Volleyball information
- Position: Outside hitter
- Current club: Verona Volley
- Number: 19

Career
| Years | Teams |
| 2019–2021 2021– 2026 | Merkur Maribor Verona Volley → Jakarta Bhayangkara Presisi (loan) |

National team
| 2020– | Slovenia |

Honours
Men's volleyball
Representing Slovenia
FIVB Nations League
| Bronze medal – third place | 2026 China |  |
CEV European Championship
| Silver medal – second place | 2021 Poland/Czech Republic/Estonia/Finland |  |
| Bronze medal – third place | 2023 Italy/Bulgaria/North Macedonia/Israel |  |

= Rok Možič =

Slovenian volleyball player (born 2002)

Rok Možič (born 17 January 2002) is a Slovenian volleyball player who plays as an outside hitter for Superlega club Verona Volley, which he also captains, and the Slovenia national team.

==Career==
===Club===
Možič started playing volleyball at the age of 7 in the youth teams of OK Maribor. In 2021, he won the Slovenian Championship with Maribor, having beaten ACH Volley in the finals.

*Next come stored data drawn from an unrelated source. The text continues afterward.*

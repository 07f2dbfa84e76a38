//! Binding-target bookkeeping: which components receive which ligand's
//! concentration updates (spec.md §4.2 "binding dispatch"). Kept separate
//! from `ConcentrationField` so the release path can compute concentrations
//! under a read lock and only then, lock-free, walk targets to call `bind`.

use std::sync::Arc;

use ahash::AHashMap;
use parking_lot::RwLock;

use ecm_types::{ChemicalReceiver, ComponentId, LigandKind};

#[derive(Default)]
pub struct TargetRegistry {
    by_id: RwLock<AHashMap<ComponentId, Arc<dyn ChemicalReceiver>>>,
    by_ligand: RwLock<[Vec<ComponentId>; LigandKind::COUNT]>,
}

impl TargetRegistry {
    pub fn new() -> Self {
        Self::default()
    }

    /// Idempotent: re-registering the same id under the same ligand does
    /// not create a duplicate dispatch entry.
    pub fn register(&self, id: ComponentId, ligand: LigandKind, receiver: Arc<dyn ChemicalReceiver>) {
        self.by_id.write().insert(id.clone(), receiver);
        let mut by_ligand = self.by_ligand.write();
        let bucket = &mut by_ligand[ligand.index()];
        if !bucket.contains(&id) {
            bucket.push(id);
        }
    }

    pub fn unregister(&self, id: &ComponentId) {
        self.by_id.write().remove(id);
        let mut by_ligand = self.by_ligand.write();
        for bucket in by_ligand.iter_mut() {
            bucket.retain(|t| t != id);
        }
    }

    /// Targets registered for `ligand`, with their receivers, snapshotted
    /// so the caller can drop all locks before invoking `bind`.
    pub fn targets_for(&self, ligand: LigandKind) -> Vec<(ComponentId, Arc<dyn ChemicalReceiver>)> {
        let ids = self.by_ligand.read()[ligand.index()].clone();
        let by_id = self.by_id.read();
        ids.into_iter().filter_map(|id| by_id.get(&id).cloned().map(|r| (id, r))).collect()
    }
}
//! Per-source and global release throttling (spec.md §4.2, S4). Checks are
//! atomic check-then-record: a release that fails downstream (e.g. no
//! registered position) does not get its rate-limit slot refunded.

use std::collections::VecDeque;
use std::time::{Duration, Instant};

use ahash::AHashMap;
use parking_lot::Mutex;

use ecm_types::{ChemicalError, ComponentId, GLOBAL_RELEASE_CAP_HZ, LigandKind};

const GLOBAL_WINDOW: Duration = Duration::from_secs(1);

pub struct RateLimiter {
    per_source: Mutex<AHashMap<ComponentId, Instant>>,
    global_window: Mutex<VecDeque<Instant>>,
}

impl RateLimiter {
    pub fn new() -> Self {
        Self {
            per_source: Mutex::new(AHashMap::new()),
            global_window: Mutex::new(VecDeque::new()),
        }
    }

    /// Rejects without side effects if either the per-source minimum
    /// interval or the global rolling-window cap would be exceeded;
    /// records both on success.
    pub fn check_and_record(
        &self,
        source_id: &ComponentId,
        ligand: LigandKind,
        now: Instant,
    ) -> Result<(), ChemicalError> {
        let min_interval = Duration::from_secs_f64(1.0 / ligand.kinetics().max_rate_hz);
        {
            let per_source = self.per_source.lock();
            if let Some(&last) = per_source.get(source_id) {
                if now.saturating_duration_since(last) < min_interval {
                    return Err(ChemicalError::RateLimited);
                }
            }
        }
        {
            let mut window = self.global_window.lock();
            while let Some(&front) = window.front() {
                if now.saturating_duration_since(front) > GLOBAL_WINDOW {
                    window.pop_front();
                } else {
                    break;
                }
            }
            if window.len() as u32 >= GLOBAL_RELEASE_CAP_HZ {
                return Err(ChemicalError::RateLimited);
            }
            window.push_back(now);
        }
        self.per_source.lock().insert(source_id.clone(), now);
        Ok(())
    }

    /// Count of successful releases within the trailing global window, as
    /// of `now`. Used for observability (`current_global_rate`), not for
    /// the admission check itself.
    pub fn current_global_rate(&self, now: Instant) -> usize {
        let window = self.global_window.lock();
        window.iter().filter(|&&at| now.saturating_duration_since(at) <= GLOBAL_WINDOW).count()
    }

    /// Clears all per-source and global rate-limit state, for deterministic
    /// test isolation (spec.md §4.2 "Observability").
    pub fn reset(&self) {
        self.per_source.lock().clear();
        self.global_window.lock().clear();
    }
}

impl Default for RateLimiter {
    fn default() -> Self {
        Self::new()
    }
}
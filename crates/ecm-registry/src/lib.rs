// Copyright 2025 Neuraville Inc.
// SPDX-License-Identifier: Apache-2.0

//! # ecm-registry
//!
//! The astrocyte network: canonical store of components, territories, and
//! directed synaptic edges, with sublinear spatial queries (spec.md §4.1).
//! A leaf subsystem — no dependency on its peers.

mod grid;
mod registry;

pub use registry::Registry;
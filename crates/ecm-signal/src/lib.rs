// Copyright 2025 Neuraville Inc.
// SPDX-License-Identifier: Apache-2.0

//! # ecm-signal
//!
//! Gap junctions: typed pub/sub for discrete events plus a bidirectional
//! electrical coupling graph (spec.md §4.3). A leaf subsystem — no
//! dependency on the registry or chemical engine.

mod mediator;

pub use mediator::SignalMediator;
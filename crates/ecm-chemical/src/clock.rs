//! A seam for injecting time, so rate-limit and decay-tick tests don't
//! have to sleep wall-clock seconds. Grounded in the teacher's pattern of
//! injecting a shared handle (e.g. `MemoryStatsCache`) rather than reaching
//! for global time.

use std::sync::Mutex;
use std::time::{Duration, Instant};

pub trait Clock: Send + Sync {
    fn now(&self) -> Instant;
}

#[derive(Default)]
pub struct SystemClock;

impl Clock for SystemClock {
    fn now(&self) -> Instant {
        Instant::now()
    }
}

/// A test double that only advances when told to.
pub struct ManualClock {
    current: Mutex<Instant>,
}

impl ManualClock {
    pub fn new() -> Self {
        Self { current: Mutex::new(Instant::now()) }
    }

    pub fn advance(&self, by: Duration) {
        let mut guard = self.current.lock().unwrap();
        *guard += by;
    }
}

impl Default for ManualClock {
    fn default() -> Self {
        Self::new()
    }
}

impl Clock for ManualClock {
    fn now(&self) -> Instant {
        *self.current.lock().unwrap()
    }
}
//! The modulator: release, decay-tick, and binding dispatch (spec.md §4.2).
//! Background decay is a periodic thread, started/stopped explicitly and
//! safety-netted by `Drop`, grounded on the plasticity service's lifecycle
//! manager in the teacher's NPU crate.

use std::collections::VecDeque;
use std::sync::atomic::{AtomicBool, Ordering};
use std::sync::Arc;
use std::thread;
use std::time::{Duration, Instant, SystemTime};

use parking_lot::{Mutex, RwLock};
use tracing::{debug, warn};

use ecm_registry::Registry;
use ecm_types::{
    ChemicalError, ChemicalReceiver, ComponentId, ConcentrationField, LigandKind, Position,
    ReleaseEvent, BINDING_DISPATCH_THRESHOLD,
};

use crate::clock::{Clock, SystemClock};
use crate::kernel::kernel;
use crate::rate_limit::RateLimiter;
use crate::targets::TargetRegistry;

const HISTORY_CAP: usize = 1000;

/// The chemical field engine. One instance is shared (behind `Arc`) by the
/// `Matrix` facade and the background decay thread.
pub struct ChemicalEngine {
    fields: [RwLock<ConcentrationField>; LigandKind::COUNT],
    targets: TargetRegistry,
    rate_limiter: RateLimiter,
    history: Mutex<VecDeque<ReleaseEvent>>,
    registry: Arc<Registry>,
    clock: Arc<dyn Clock>,
    unknown_source_fallback: bool,
    decay_interval: Duration,
    running: AtomicBool,
    tick_handle: Mutex<Option<thread::JoinHandle<()>>>,
}

impl ChemicalEngine {
    pub fn new(registry: Arc<Registry>, decay_interval: Duration, unknown_source_fallback: bool) -> Arc<Self> {
        Self::with_clock(registry, decay_interval, unknown_source_fallback, Arc::new(SystemClock))
    }

    pub fn with_clock(
        registry: Arc<Registry>,
        decay_interval: Duration,
        unknown_source_fallback: bool,
        clock: Arc<dyn Clock>,
    ) -> Arc<Self> {
        Arc::new(Self {
            fields: std::array::from_fn(|_| RwLock::new(ConcentrationField::new())),
            targets: TargetRegistry::new(),
            rate_limiter: RateLimiter::new(),
            history: Mutex::new(VecDeque::with_capacity(HISTORY_CAP)),
            registry,
            clock,
            unknown_source_fallback,
            decay_interval,
            running: AtomicBool::new(false),
            tick_handle: Mutex::new(None),
        })
    }

    pub fn register_target(&self, id: ComponentId, ligand: LigandKind, receiver: Arc<dyn ChemicalReceiver>) {
        self.targets.register(id, ligand, receiver);
    }

    pub fn unregister_target(&self, id: &ComponentId) {
        self.targets.unregister(id);
    }

    /// Releases `magnitude` of `ligand` from `source_id`. Rate-limit check
    /// and record happen first and atomically; a failure downstream of
    /// that (e.g. the source has no registered position and fallback is
    /// disabled) does not refund the slot — spec.md §4.2.
    pub fn release(&self, source_id: &ComponentId, ligand: LigandKind, magnitude: f64) -> Result<(), ChemicalError> {
        let now = self.clock.now();
        self.rate_limiter.check_and_record(source_id, ligand, now)?;

        let position = match self.registry.get(source_id) {
            Some(info) => info.position,
            None if self.unknown_source_fallback => Position::ORIGIN,
            None => return Err(ChemicalError::RegistryUnavailable),
        };

        let start = now;
        {
            let mut field = self.fields[ligand.index()].write();
            field.point_sources.insert(position, magnitude);
            field.max_seen = field.max_seen.max(magnitude);
            field.last_tick = now;
        }

        {
            let mut history = self.history.lock();
            if history.len() == HISTORY_CAP {
                history.pop_front();
            }
            history.push_back(ReleaseEvent {
                source_id: source_id.clone(),
                ligand,
                position,
                peak_concentration: magnitude,
                at: SystemTime::now(),
                duration: start.elapsed(),
            });
        }

        self.dispatch_binding(ligand, &position);
        Ok(())
    }

    /// Sum of every stored point source's contribution at `position`,
    /// via the analytic kernel (spec.md §4.2).
    pub fn concentration_at(&self, ligand: LigandKind, position: &Position) -> f64 {
        let field = self.fields[ligand.index()].read();
        field
            .point_sources
            .iter()
            .map(|(src, &c0)| kernel(ligand, position.distance(src), c0))
            .sum()
    }

    /// Snapshots targets and positions, then drops every lock before
    /// calling into `bind` — no registry/field lock is held across a
    /// collaborator callback (spec.md §5 lock-ordering discipline).
    fn dispatch_binding(&self, ligand: LigandKind, _source_position: &Position) {
        for (id, receiver) in self.targets.targets_for(ligand) {
            let Some(info) = self.registry.get(&id) else { continue };
            let concentration = self.concentration_at(ligand, &info.position);
            if concentration >= BINDING_DISPATCH_THRESHOLD {
                receiver.bind(ligand, &id, concentration);
            }
        }
    }

    /// Minimum per-field Δt that a decay tick applies (spec.md §4.2
    /// "Decay tick"). A field ticked more often than this is left
    /// untouched until enough time has accumulated since its own
    /// `last_tick`, rather than double-decaying on a jittery scheduler.
    const MIN_TICK_DT: Duration = Duration::from_micros(100);

    /// One decay/clearance step over every ligand's stored sources, each
    /// measured against that field's own `last_tick` rather than a single
    /// shared elapsed value (spec.md §4.2: "Δt in seconds since that
    /// field's `last_tick`"). Sources below the ligand's biological
    /// threshold after decay are pruned. Fields whose own Δt is under
    /// `MIN_TICK_DT` are skipped this round.
    pub fn tick(&self, now: Instant) {
        for ligand in LigandKind::ALL {
            let k = ligand.kinetics();
            let mut field = self.fields[ligand.index()].write();
            let dt = now.saturating_duration_since(field.last_tick);
            if dt < Self::MIN_TICK_DT {
                continue;
            }
            let factor = (-(k.decay_rate + k.clearance_rate) * dt.as_secs_f64()).exp();
            for value in field.point_sources.values_mut() {
                *value *= factor;
            }
            field.point_sources.retain(|_, &mut c| c >= k.bio_threshold);
            field.last_tick = now;
        }
    }

    pub fn is_running(&self) -> bool {
        self.running.load(Ordering::Relaxed)
    }

    /// The `n` most recent release events across all ligands, newest
    /// first (spec.md §4.2 "Observability"). Purely observational — never
    /// consulted by `concentration_at`.
    pub fn recent_releases(&self, n: usize) -> Vec<ReleaseEvent> {
        self.history.lock().iter().rev().take(n).cloned().collect()
    }

    /// Count of successful releases within the trailing 1-second window,
    /// across all ligands and sources.
    pub fn current_global_rate(&self) -> usize {
        self.rate_limiter.current_global_rate(self.clock.now())
    }

    /// Clears all rate-limit state, for deterministic test isolation.
    pub fn reset_rate_limits(&self) {
        self.rate_limiter.reset();
    }

    /// Starts the background decay-tick thread. Non-blocking; a second call
    /// while already running is a no-op.
    pub fn start(self: &Arc<Self>) {
        if self.running.swap(true, Ordering::SeqCst) {
            return;
        }
        debug!("chemical decay tick starting");
        let engine = Arc::clone(self);
        let interval = self.decay_interval;
        let handle = thread::spawn(move || {
            while engine.running.load(Ordering::Relaxed) {
                thread::sleep(interval);
                engine.tick(Instant::now());
            }
        });
        *self.tick_handle.lock() = Some(handle);
    }

    /// Stops the background decay-tick thread and joins it. Non-blocking
    /// signal, blocking join — matches spec.md §4.2 "stop() is synchronous".
    pub fn stop(&self) {
        if !self.running.swap(false, Ordering::SeqCst) {
            return;
        }
        debug!("chemical decay tick stopping");
        if let Some(handle) = self.tick_handle.lock().take() {
            let _ = handle.join();
        }
    }
}

impl Drop for ChemicalEngine {
    fn drop(&mut self) {
        if self.is_running() {
            warn!("ChemicalEngine dropped while decay tick was running, stopping now");
            self.stop();
        }
    }
}
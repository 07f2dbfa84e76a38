//! Axonal conduction speed presets and the delay model (spec.md §6
//! "Axonal delay model"). `synaptic_delay = base + dist(pre, post) / speed`.

use std::time::Duration;

/// Named conduction-speed presets, µm/ms.
pub const UNMYELINATED_SLOW: f64 = 500.0;
pub const CORTICAL_LOCAL: f64 = 2_000.0;
pub const CORTICAL_INTER: f64 = 5_000.0;
pub const MYELINATED_MEDIUM: f64 = 10_000.0;
pub const LONG_RANGE: f64 = 15_000.0;
pub const MYELINATED_FAST: f64 = 80_000.0;

pub fn speed_for_name(name: &str) -> Option<f64> {
    match name {
        "unmyelinated_slow" => Some(UNMYELINATED_SLOW),
        "cortical_local" => Some(CORTICAL_LOCAL),
        "cortical_inter" => Some(CORTICAL_INTER),
        "myelinated_medium" => Some(MYELINATED_MEDIUM),
        "long_range" => Some(LONG_RANGE),
        "myelinated_fast" => Some(MYELINATED_FAST),
        _ => None,
    }
}

/// `base + distance_um / speed_um_per_ms`, expressed as a `Duration`.
/// Callers that find either neuron unknown should pass `None` for
/// `distance_um`, which returns `base` unchanged (spec.md §6).
pub fn delay(base: Duration, distance_um: Option<f64>, speed_um_per_ms: f64) -> Duration {
    match distance_um {
        Some(d) if speed_um_per_ms > 0.0 => {
            let extra_ms = d / speed_um_per_ms;
            base + Duration::from_secs_f64(extra_ms / 1_000.0)
        }
        _ => base,
    }
}
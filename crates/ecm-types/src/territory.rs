//! Territories: spatial spheres owned by one component, used by patrol/health.

use crate::component::ComponentId;
use crate::position::Position;

#[derive(Debug, Clone, PartialEq)]
pub struct Territory {
    pub owner_id: ComponentId,
    pub centre: Position,
    pub radius_um: f64,
}

impl Territory {
    pub fn new(owner_id: ComponentId, centre: Position, radius_um: f64) -> Self {
        Self { owner_id, centre, radius_um }
    }

    pub fn contains(&self, point: &Position) -> bool {
        self.centre.distance(point) <= self.radius_um
    }
}
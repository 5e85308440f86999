// src/math/utils.rs

/// Mathematische Konstanten
pub mod constants {
    /// Unterhalb dieses Betrags gelten zwei Bisektoren als parallel.
    pub const DETERMINANT_EPSILON: f64 = 1e-10;
    /// Mindestrand bei automatisch bestimmten Clip-Grenzen.
    pub const MIN_BOUNDS_MARGIN: f64 = 1.0;
}

/// Hash- und Bucket-Hilfsfunktionen der Sweepline
pub mod buckets {
    /// Tabellengröße aus der Site-Anzahl: `floor(sqrt(n + 4))`.
    pub fn sqrt_site_count(site_count: usize) -> usize {
        ((site_count as f64) + 4.0).sqrt() as usize
    }

    /// Bildet `value` aus `[origin, origin + extent]` linear auf `0..bucket_count` ab.
    ///
    /// Werte außerhalb werden auf den ersten bzw. letzten Bucket geklemmt.
    /// Bei `extent <= 0` (alle Sites auf einer Linie) landet alles in Bucket 0.
    pub fn bucket_index(value: f64, origin: f64, extent: f64, bucket_count: usize) -> isize {
        if bucket_count == 0 || extent.is_nan() || extent <= 0.0 {
            return 0;
        }
        let raw = ((value - origin) / extent * bucket_count as f64) as isize;
        raw.clamp(0, bucket_count as isize - 1)
    }
}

In the summer of 2021, Možič signed his first contract abroad with Verona Volley in Italian Superlega. In his first season, he became the league's leading scorer with 466 points and received the MVP award for February. In 2023, at the age of 21, he became the team's captain, replacing Raphael. Možič won his first trophy with Verona in 2026 after winning the 2025–26 edition of Coppa Italia, where they defeated Trentino Volley 3–0 in the final, with Možič scoring nine points.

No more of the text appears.